The Torah of Our Mothers
Moses received the Torah at Sinai and transmitted it to Joshua, Joshua to the elders, and the elders to the prophets, and the prophets to the Men of the Great Assembly. (Pirke Avot 1:1)
This, state the traditional texts, is where our Torah comes from, through a lineage of male, intellectual inheritance. To be sure, this lineage is part of the life-blood of tradition. We need the learning of our fathers.
But the Torah itself reminds us: the Torah of our fathers is not sufficient.
My son, heed the discipline of your father,
And do not forsake the Torah of your mother. (Proverbs 1:8)
The Torah of our fathers was never intended to be the only access point, or to stand on its own. To become fully human, to heal our communities, to bridge the gap between the world as it is and the world as it could be, we must also access the Torah of our mothers.

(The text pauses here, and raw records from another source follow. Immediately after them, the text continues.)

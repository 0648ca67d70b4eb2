use anyhow::Result;
use std::net::SocketAddr;
use std::sync::Arc;
use tracing::info;

use chat_api_server::config::Settings;
use chat_api_server::router::build_router;
use chat_api_server::services::conversation::ConversationManager;
use chat_api_server::services::LlmService;
use chat_api_server::state::AppState;

#[tokio::main]
async fn main() -> Result<()> {
    // Initialize logging
    tracing_subscriber::fmt()
        .with_env_filter(
            std::env::var("RUST_LOG").unwrap_or_else(|_| "info,chat_api_server=debug".to_string()),
        )
        .with_target(true)
        .with_thread_ids(true)
        .json()
        .init();

    info!("🚀 Starting Chat API Server...");

    let settings = Settings::load()?;
    info!("✅ Configuration loaded");

    let llm_service = Arc::new(LlmService::new(settings.llm.clone()));

    let manager = Arc::new(ConversationManager::new(
        llm_service.clone(),
        settings.llm.default_model.clone(),
    ));

    let state = AppState {
        manager,
        llm: llm_service,
    };

    let app = build_router(state);

    let addr = SocketAddr::from((
        settings.server.host.parse::<std::net::IpAddr>()?,
        settings.server.port,
    ));

    info!("🎯 Chat server listening on {}", addr);

    let listener = tokio::net::TcpListener::bind(addr).await?;

    axum::serve(listener, app).await?;

    Ok(())
}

During rabbinical school, my classmates and I spent day after day developing our skills and immersing ourselves in the Torah passed down from Moses. We explored impassioned argumentation, fantastical stories, and grammatical explanations of early sages and rabbis. Dating back to ancient times, these discourses were recorded in the thick, gold-embossed books that lined the walls of our beit midrash, the study hall, a collective conversation across multiple generations. In the beit midrash, I learned the techniques that the (male) rabbis had developed to draw new meaning out of ancient text: wordplay, gematria, and cross-references that linked diverse passages from the vast canon of Jewish sacred literature to discover new understandings and sometimes surprising connections.

While these interpretive techniques allowed the rabbis to continually, and creatively, renew the tradition and gain insight into the challenges of their time, these practices remained highly specialized—ensuring not only the continuation of the tradition but also the primacy of the rabbi as expert.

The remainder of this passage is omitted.